Supplied data: Begin
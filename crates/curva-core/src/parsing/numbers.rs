/// A token that could not be read as a number in either locale.
#[derive(Debug, Clone, PartialEq, Eq, thiserror::Error)]
#[error("invalid number '{0}'")]
pub struct NotANumber(pub String);

/// Parse a numeric token that may use Brazilian or US separators.
///
/// Handles formats like:
/// - "1.234,56" -> 1234.56 (BR: dot thousands, comma decimal)
/// - "12,50" -> 12.5
/// - "1,234.56" -> 1234.56 (US: comma thousands)
/// - "1234.56" -> 1234.56
///
/// The BR reading is tried first whenever the token has a comma; the US
/// reading is the fallback when that fails. A dot after the last comma can
/// only be a US decimal point, so the BR reading is refused for it.
pub fn parse_number(token: &str) -> Result<f64, NotANumber> {
    let t = token.trim();
    parse_br(t)
        .or_else(|| parse_en(t))
        .ok_or_else(|| NotANumber(t.to_string()))
}

fn parse_br(t: &str) -> Option<f64> {
    let last_comma = t.rfind(',')?;
    if t[last_comma..].contains('.') {
        return None;
    }
    t.replace('.', "").replace(',', ".").parse().ok()
}

fn parse_en(t: &str) -> Option<f64> {
    t.replace(',', "").parse().ok()
}
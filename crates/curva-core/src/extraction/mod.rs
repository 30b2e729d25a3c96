pub mod pdftotext;

use crate::error::CurvaError;

/// Content extracted from a single page of a PDF.
#[derive(Debug, Clone)]
pub struct PageContent {
    pub page_number: usize,
    pub text: String,
}

/// Trait for PDF text extraction backends.
pub trait PdfExtractor: Send + Sync {
    /// Extract text content from PDF bytes, returning one PageContent per page.
    fn extract_pages(&self, pdf_bytes: &[u8]) -> Result<Vec<PageContent>, CurvaError>;

    /// Name of this extraction backend (for diagnostics).
    fn backend_name(&self) -> &str;
}

/// Join pages into one document, each page followed by a newline.
pub fn pages_to_text(pages: &[PageContent]) -> String {
    let mut text = String::new();
    for page in pages {
        text.push_str(&page.text);
        text.push('\n');
    }
    text
}
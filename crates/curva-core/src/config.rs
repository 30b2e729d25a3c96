//! Settings for turning extracted products into sheet rows.

use crate::error::CurvaError;
use serde::{Deserialize, Serialize};
use std::path::Path;

/// How many top products are selected when the user picks none.
pub const DEFAULT_SELECTION: usize = 10;

#[derive(Debug, Clone, PartialEq, Serialize, Deserialize)]
#[serde(default)]
pub struct SheetConfig {
    /// Sector label to use instead of the guessed one.
    pub sector: Option<String>,

    /// Reporting month as MM/YYYY. Defaults to the current month.
    pub month: String,

    /// Free-text week label, e.g. "1ª semana de ago/2025".
    pub week: String,

    /// Number of top products selected by default.
    pub default_selection: usize,
}

impl Default for SheetConfig {
    fn default() -> Self {
        Self {
            sector: None,
            month: current_month(),
            week: String::new(),
            default_selection: DEFAULT_SELECTION,
        }
    }
}

/// The current local month as MM/YYYY.
pub fn current_month() -> String {
    chrono::Local::now().format("%m/%Y").to_string()
}

/// Load a sheet config from a JSON file.
pub fn load_config(path: &Path) -> Result<SheetConfig, CurvaError> {
    let content = std::fs::read_to_string(path).map_err(|e| CurvaError::ConfigLoad {
        path: path.to_path_buf(),
        reason: e.to_string(),
    })?;
    let config: SheetConfig =
        serde_json::from_str(&content).map_err(|e| CurvaError::ConfigLoad {
            path: path.to_path_buf(),
            reason: e.to_string(),
        })?;
    validate_config(&config)?;
    Ok(config)
}

/// Parse a sheet config from a JSON string (no file path context).
pub fn parse_config_str(json: &str) -> Result<SheetConfig, CurvaError> {
    let config: SheetConfig = serde_json::from_str(json)?;
    validate_config(&config)?;
    Ok(config)
}

pub fn validate_config(config: &SheetConfig) -> Result<(), CurvaError> {
    validate_month(&config.month)?;

    if config.default_selection == 0 {
        return Err(CurvaError::ConfigInvalid(
            "default_selection must be at least 1".into(),
        ));
    }

    if let Some(ref sector) = config.sector {
        if sector.trim().is_empty() {
            return Err(CurvaError::ConfigInvalid(
                "sector must not be empty when given".into(),
            ));
        }
    }

    Ok(())
}

/// Check that a month label reads MM/YYYY with a real month number.
pub fn validate_month(month: &str) -> Result<(), CurvaError> {
    let invalid =
        || CurvaError::ConfigInvalid(format!("invalid month '{}' (expected MM/YYYY)", month));
    let digits = |s: &str, n: usize| s.len() == n && s.chars().all(|c| c.is_ascii_digit());

    let (mm, yyyy) = month.split_once('/').ok_or_else(invalid)?;
    if !digits(mm, 2) || !digits(yyyy, 4) {
        return Err(invalid());
    }
    match mm.parse::<u32>() {
        Ok(1..=12) => Ok(()),
        _ => Err(invalid()),
    }
}
use serde::{Deserialize, Serialize};

/// Sector label returned when neither the report text nor the filename
/// identifies a department.
pub const UNKNOWN_SECTOR: &str = "N/D";

/// Raw tokens matched from one report line, before numeric parsing.
#[derive(Debug, Clone, PartialEq, Eq)]
pub struct Candidate {
    pub name: String,
    pub price: String,
    pub quantity: String,
    pub value: String,
}

/// One product row of a Curva ABC report.
#[derive(Debug, Clone, PartialEq, Serialize, Deserialize)]
pub struct ProductRecord {
    /// Product name as printed in the report.
    pub name: String,
    /// Only used for validation and averaging; never serialized.
    #[serde(skip)]
    pub(crate) unit_price: f64,
    pub quantity: f64,
    pub value: f64,
}

impl ProductRecord {
    pub fn new(name: impl Into<String>, unit_price: f64, quantity: f64, value: f64) -> Self {
        ProductRecord {
            name: name.into(),
            unit_price,
            quantity,
            value,
        }
    }

    pub fn unit_price(&self) -> f64 {
        self.unit_price
    }
}

/// Everything the core extracts from one report.
#[derive(Debug, Clone, PartialEq, Serialize, Deserialize)]
pub struct Extraction {
    /// Best-effort department label, or [`UNKNOWN_SECTOR`].
    pub sector: String,
    /// Deduplicated products, highest value first.
    pub products: Vec<ProductRecord>,
}

impl Extraction {
    /// False when no line of the report was recognized as a product.
    ///
    /// This is a normal outcome for non-Curva ABC documents; callers should
    /// surface the raw text so the user can see what was extracted.
    pub fn products_found(&self) -> bool {
        !self.products.is_empty()
    }

    pub fn sector_known(&self) -> bool {
        self.sector != UNKNOWN_SECTOR
    }
}

/// A PDF's extracted text together with what was found in it.
///
/// The text is kept so callers can show it when no products were detected.
#[derive(Debug, Clone, PartialEq, Serialize, Deserialize)]
pub struct ExtractedDocument {
    pub text: String,
    pub extraction: Extraction,
}
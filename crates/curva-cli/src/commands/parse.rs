use std::path::PathBuf;

use crate::commands::{load_document, require_products};
use crate::output;

pub fn run(
    input_file: PathBuf,
    output_format: &str,
    filename: Option<String>,
) -> Result<(), curva_core::error::CurvaError> {
    let doc = load_document(&input_file, filename.as_deref())?;
    require_products(&doc)?;

    match output_format {
        "json" => output::json::print(&doc.extraction)?,
        _ => output::table::print_extraction(&doc.extraction),
    }

    Ok(())
}
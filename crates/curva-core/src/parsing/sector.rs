use crate::model::UNKNOWN_SECTOR;
use crate::parsing::lines::split_lines;
use regex::Regex;
use std::path::Path;
use std::sync::LazyLock;

/// Department keywords recognized in filenames, in priority order.
pub const SECTOR_KEYWORDS: &[&str] = &[
    "FRIOS",
    "AÇOUGUE",
    "PADARIA",
    "HORTIFRUTI",
    "BEBIDAS",
    "MERCEARIA",
];

/// How many lines after the "Departamento:" marker are searched.
const MARKER_LOOKAHEAD_LINES: usize = 5;

static DEPARTMENT_MARKER: LazyLock<Regex> =
    LazyLock::new(|| Regex::new(r"(?i)Departamento:\s*").expect("valid marker regex"));

/// Guess the report's department from its text, falling back to the filename.
///
/// Returns [`UNKNOWN_SECTOR`] when neither source gives a label.
pub fn guess_sector(text: &str, filename: Option<&str>) -> String {
    sector_from_text(text)
        .or_else(|| filename.and_then(sector_from_filename))
        .unwrap_or_else(|| UNKNOWN_SECTOR.to_string())
}

/// Look for a short upper-case line right after a "Departamento:" marker.
pub fn sector_from_text(text: &str) -> Option<String> {
    let marker = DEPARTMENT_MARKER.find(text)?;
    split_lines(&text[marker.end()..])
        .take(MARKER_LOOKAHEAD_LINES)
        .map(str::trim)
        .find(|line| (2..=20).contains(&line.chars().count()) && is_upper(line))
        .map(str::to_string)
}

/// Look for a known department keyword in the file's base name.
///
/// Up to two characters after the keyword are kept so numbered sections
/// ("FRIOS3") survive; anything that is not an ASCII upper-case letter or
/// digit is dropped, accented letters included.
pub fn sector_from_filename(filename: &str) -> Option<String> {
    let base = Path::new(filename)
        .file_name()
        .map(|n| n.to_string_lossy().to_uppercase())?;

    SECTOR_KEYWORDS.iter().find_map(|keyword| {
        let start = base.find(keyword)?;
        let label: String = base[start..]
            .chars()
            .take(keyword.chars().count() + 2)
            .filter(|c| c.is_ascii_uppercase() || c.is_ascii_digit())
            .collect();
        Some(label)
    })
}

/// Upper-case in the sense of "has letters, none of them lower-case".
fn is_upper(s: &str) -> bool {
    s.chars().any(char::is_uppercase) && !s.chars().any(char::is_lowercase)
}

#[cfg(test)]
mod tests {
    use super::*;

    #[test]
    fn test_sector_after_marker_blank_lines() {
        let text = "Relatorio\nDepartamento:\n\nACOUGUE\nPICANHA 59,90 1,000 59,90";
        assert_eq!(guess_sector(text, None), "ACOUGUE");
    }

    #[test]
    fn test_sector_on_marker_line() {
        let text = "Loja 1 departamento: FRIOS\nPRESUNTO 10,00 1,000 10,00";
        assert_eq!(guess_sector(text, None), "FRIOS");
    }

    #[test]
    fn test_marker_skips_lowercase_and_long_lines() {
        let text = "Departamento:\nsecao fria\nUMA LINHA MUITO LONGA DEMAIS PARA SER SETOR\nFRIOS 2\n";
        assert_eq!(guess_sector(text, None), "FRIOS 2");
    }

    #[test]
    fn test_marker_lookahead_is_bounded() {
        let text = "Departamento:\na\nb\nc\nd\ne\nPADARIA\n";
        assert_eq!(sector_from_text(text), None);
        assert_eq!(guess_sector(text, None), UNKNOWN_SECTOR);
    }

    #[test]
    fn test_digits_only_line_is_not_upper() {
        assert!(!is_upper("123"));
        assert!(is_upper("FRIOS3"));
        assert!(is_upper("AÇOUGUE"));
    }

    #[test]
    fn test_filename_with_trailing_digit() {
        assert_eq!(
            guess_sector("sem marcador", Some("relatorio_FRIOS3.pdf")),
            "FRIOS3"
        );
    }

    #[test]
    fn test_filename_strips_punctuation() {
        assert_eq!(
            sector_from_filename("/tmp/uploads/BEBIDAS - loja 2.pdf").as_deref(),
            Some("BEBIDAS")
        );
        assert_eq!(
            sector_from_filename("frios-2.pdf").as_deref(),
            Some("FRIOS2")
        );
    }

    #[test]
    fn test_filename_keyword_order_wins() {
        // PADARIA appears first in the name, but FRIOS is earlier in the list.
        assert_eq!(
            sector_from_filename("PADARIA_E_FRIOS_1.pdf").as_deref(),
            Some("FRIOS1")
        );
    }

    #[test]
    fn test_filename_window_keeps_extension_letter() {
        // Only two characters follow the keyword, so ".P" becomes "P".
        assert_eq!(
            sector_from_filename("curva_padaria.pdf").as_deref(),
            Some("PADARIAP")
        );
    }

    #[test]
    fn test_filename_accented_keyword() {
        // The keyword matches with its cedilla, but only ASCII survives the filter.
        assert_eq!(
            sector_from_filename("relatorio_açougue1.pdf").as_deref(),
            Some("AOUGUE1")
        );
    }

    #[test]
    fn test_marker_lookahead_splits_on_carriage_return() {
        let text = "Departamento:\rsecao\rPADARIA\rPAO 1,00 1,000 1,00";
        assert_eq!(sector_from_text(text).as_deref(), Some("PADARIA"));
    }

    #[test]
    fn test_text_takes_priority_over_filename() {
        let text = "Departamento:\nHORTIFRUTI\n";
        assert_eq!(guess_sector(text, Some("FRIOS.pdf")), "HORTIFRUTI");
    }

    #[test]
    fn test_nothing_found() {
        assert_eq!(guess_sector("", Some("relatorio.pdf")), UNKNOWN_SECTOR);
        assert_eq!(guess_sector("", None), UNKNOWN_SECTOR);
    }
}
pub mod json;
pub mod table;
Supplied data: End
Work to complete:
Transcribe, exactly and without additions, the lines of the records above, beginning with the line that contains "require_products(&doc)?;" and ending with the line that contains "use std::sync::LazyLock;", both included.

Task response:
    require_products(&doc)?;

    match output_format {
        "json" => output::json::print(&doc.extraction)?,
        _ => output::table::print_extraction(&doc.extraction),
    }

    Ok(())
}
filename crates/curva-core/src/parsing/sector.rs
use crate::model::UNKNOWN_SECTOR;
use crate::parsing::lines::split_lines;
use regex::Regex;
use std::path::Path;
use std::sync::LazyLock;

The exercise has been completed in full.